[Data excerpts]
□ □ □
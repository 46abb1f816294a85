//! Builder API for ergonomic machine construction.
//!
//! This module provides a fluent builder and a macro for declaring machines
//! with minimal boilerplate. The builder is the first half of a two-phase
//! lifecycle: declarations accumulate without locking, then [`build`]
//! produces an engine ready to be shared.
//!
//! [`build`]: EngineBuilder::build

pub mod machine;
pub mod macros;

pub use machine::EngineBuilder;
□ □ □
Output exactly, and only, the lines running from the one that contains "lifecycle: declarations accumulate" through the last line of the entries above.

EXERCISE ANSWER »
//! lifecycle: declarations accumulate without locking, then [`build`]
//! produces an engine ready to be shared.
//!
//! [`build`]: EngineBuilder::build

pub mod machine;
pub mod macros;

pub use machine::EngineBuilder;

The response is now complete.